» Exercise:
Each entry needs to be copied exactly, with nothing left out.

Dataset entries:
☆ ☆ ☆ ☆ ☆
fn list_p(_env: &Rc<Env>, args: Vec<Value>) -> Result<Value> {
  exact("list?", &args, 1)?;
  Ok(Value::Boolean(matches!(args[0], Value::List(_))))
}

fn vector_p(_env: &Rc<Env>, args: Vec<Value>) -> Result<Value> {
  exact("vector?", &args, 1)?;
  Ok(Value::Boolean(matches!(args[0], Value::Vector(_))))
}

fn map_p(_env: &Rc<Env>, args: Vec<Value>) -> Result<Value> {
  exact("map?", &args, 1)?;
  Ok(Value::Boolean(matches!(args[0], Value::Map(_))))
}

fn set_p(_env: &Rc<Env>, args: Vec<Value>) -> Result<Value> {
  exact("set?", &args, 1)?;
  Ok(Value::Boolean(matches!(args[0], Value::Set(_))))
}

fn seq_p(_env: &Rc<Env>, args: Vec<Value>) -> Result<Value> {
  exact("seq?", &args, 1)?;
  Ok(Value::Boolean(args[0].is_seq()))
}

fn sequential_p(_env: &Rc<Env>, args: Vec<Value>) -> Result<Value> {
  exact("sequential?", &args, 1)?;
  Ok(Value::Boolean(args[0].is_sequential()))
}

fn coll_p(_env: &Rc<Env>, args: Vec<Value>) -> Result<Value> {
  exact("coll?", &args, 1)?;
  Ok(Value::Boolean(args[0].is_coll()))
}

fn associative_p(_env: &Rc<Env>, args: Vec<Value>) -> Result<Value> {
  exact("associative?", &args, 1)?;
  Ok(Value::Boolean(matches!(
    args[0],
    Value::Map(_) | Value::Vector(_)
  )))
}

fn indexed_p(_env: &Rc<Env>, args: Vec<Value>) -> Result<Value> {
  exact("indexed?", &args, 1)?;
  Ok(Value::Boolean(matches!(args[0], Value::Vector(_))))
}

fn fn_p(_env: &Rc<Env>, args: Vec<Value>) -> Result<Value> {
  exact("fn?", &args, 1)?;
  Ok(Value::Boolean(matches!(
    args[0],
    Value::Fn(_)
      | Value::Builtin(_)
      | Value::NativeFn(_)
      | Value::MultiFn(_)
  )))
}

fn ifn_p(_env: &Rc<Env>, args: Vec<Value>) -> Result<Value> {
  exact("ifn?", &args, 1)?;
  Ok(Value::Boolean(args[0].is_ifn()))
}

fn inst_p(_env: &Rc<Env>, args: Vec<Value>) -> Result<Value> {
  exact("inst?", &args, 1)?;
  // No host date type in the core.
  Ok(Value::Boolean(false))
}
/// Names the evaluator treats as operators rather than functions.
pub const SPECIAL_FORMS: &[&str] = &[
  "def",
  "if",
  "do",
  "let*",
  "loop*",
  "recur",
  "fn*",
  "quote",
  "var",
  "try",
  "catch",
  "finally",
  "throw",
  "new",
  ".",
  "set!",
  "monitor-enter",
  "monitor-exit",
  "case*",
  "reify",
  "letfn*",
  "deftype*",
];

pub fn is_special(name: &str) -> bool {
  SPECIAL_FORMS.contains(&name)
}

pub fn analyze(env: &Rc<Env>, form: &Form) -> Result<Ast> {
  let mut analyzer = Analyzer {
    env,
    locals: Vec::new(),
  };
  analyzer.form(form, Tail::No)
}

/// Tail context: `Tail::Of(n)` marks positions where a `recur` with `n`
/// targets may appear.
#[derive(Clone, Copy, Debug, PartialEq, Eq)]
enum Tail {
  No,
  Of(usize),
}

struct Analyzer<'e> {
  env: &'e Rc<Env>,
  /// Lexically visible local names, innermost last.
  locals: Vec<Rc<str>>,
}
☆ ☆ ☆ ☆ ☆
» Response to this task:
fn list_p(_env: &Rc<Env>, args: Vec<Value>) -> Result<Value> {
  exact("list?", &args, 1)?;
  Ok(Value::Boolean(matches!(args[0], Value::List(_))))
}

fn vector_p(_env: &Rc<Env>, args: Vec<Value>) -> Result<Value> {
  exact("vector?", &args, 1)?;
  Ok(Value::Boolean(matches!(args[0], Value::Vector(_))))
}

fn map_p(_env: &Rc<Env>, args: Vec<Value>) -> Result<Value> {
  exact("map?", &args, 1)?;
  Ok(Value::Boolean(matches!(args[0], Value::Map(_))))
}

fn set_p(_env: &Rc<Env>, args: Vec<Value>) -> Result<Value> {
  exact("set?", &args, 1)?;
  Ok(Value::Boolean(matches!(args[0], Value::Set(_))))
}

fn seq_p(_env: &Rc<Env>, args: Vec<Value>) -> Result<Value> {
  exact("seq?", &args, 1)?;
  Ok(Value::Boolean(args[0].is_seq()))
}

fn sequential_p(_env: &Rc<Env>, args: Vec<Value>) -> Result<Value> {
  exact("sequential?", &args, 1)?;
  Ok(Value::Boolean(args[0].is_sequential()))
}

fn coll_p(_env: &Rc<Env>, args: Vec<Value>) -> Result<Value> {
  exact("coll?", &args, 1)?;
  Ok(Value::Boolean(args[0].is_coll()))
}

fn associative_p(_env: &Rc<Env>, args: Vec<Value>) -> Result<Value> {
  exact("associative?", &args, 1)?;
  Ok(Value::Boolean(matches!(
    args[0],
    Value::Map(_) | Value::Vector(_)
  )))
}

fn indexed_p(_env: &Rc<Env>, args: Vec<Value>) -> Result<Value> {
  exact("indexed?", &args, 1)?;
  Ok(Value::Boolean(matches!(args[0], Value::Vector(_))))
}

fn fn_p(_env: &Rc<Env>, args: Vec<Value>) -> Result<Value> {
  exact("fn?", &args, 1)?;
  Ok(Value::Boolean(matches!(
    args[0],
    Value::Fn(_)
      | Value::Builtin(_)
      | Value::NativeFn(_)
      | Value::MultiFn(_)
  )))
}

fn ifn_p(_env: &Rc<Env>, args: Vec<Value>) -> Result<Value> {
  exact("ifn?", &args, 1)?;
  Ok(Value::Boolean(args[0].is_ifn()))
}

fn inst_p(_env: &Rc<Env>, args: Vec<Value>) -> Result<Value> {
  exact("inst?", &args, 1)?;
  // No host date type in the core.
  Ok(Value::Boolean(false))
}
/// Names the evaluator treats as operators rather than functions.
pub const SPECIAL_FORMS: &[&str] = &[
  "def",
  "if",
  "do",
  "let*",
  "loop*",
  "recur",
  "fn*",
  "quote",
  "var",
  "try",
  "catch",
  "finally",
  "throw",
  "new",
  ".",
  "set!",
  "monitor-enter",
  "monitor-exit",
  "case*",
  "reify",
  "letfn*",
  "deftype*",
];

pub fn is_special(name: &str) -> bool {
  SPECIAL_FORMS.contains(&name)
}

pub fn analyze(env: &Rc<Env>, form: &Form) -> Result<Ast> {
  let mut analyzer = Analyzer {
    env,
    locals: Vec::new(),
  };
  analyzer.form(form, Tail::No)
}

/// Tail context: `Tail::Of(n)` marks positions where a `recur` with `n`
/// targets may appear.
#[derive(Clone, Copy, Debug, PartialEq, Eq)]
enum Tail {
  No,
  Of(usize),
}

struct Analyzer<'e> {
  env: &'e Rc<Env>,
  /// Lexically visible local names, innermost last.
  locals: Vec<Rc<str>>,
}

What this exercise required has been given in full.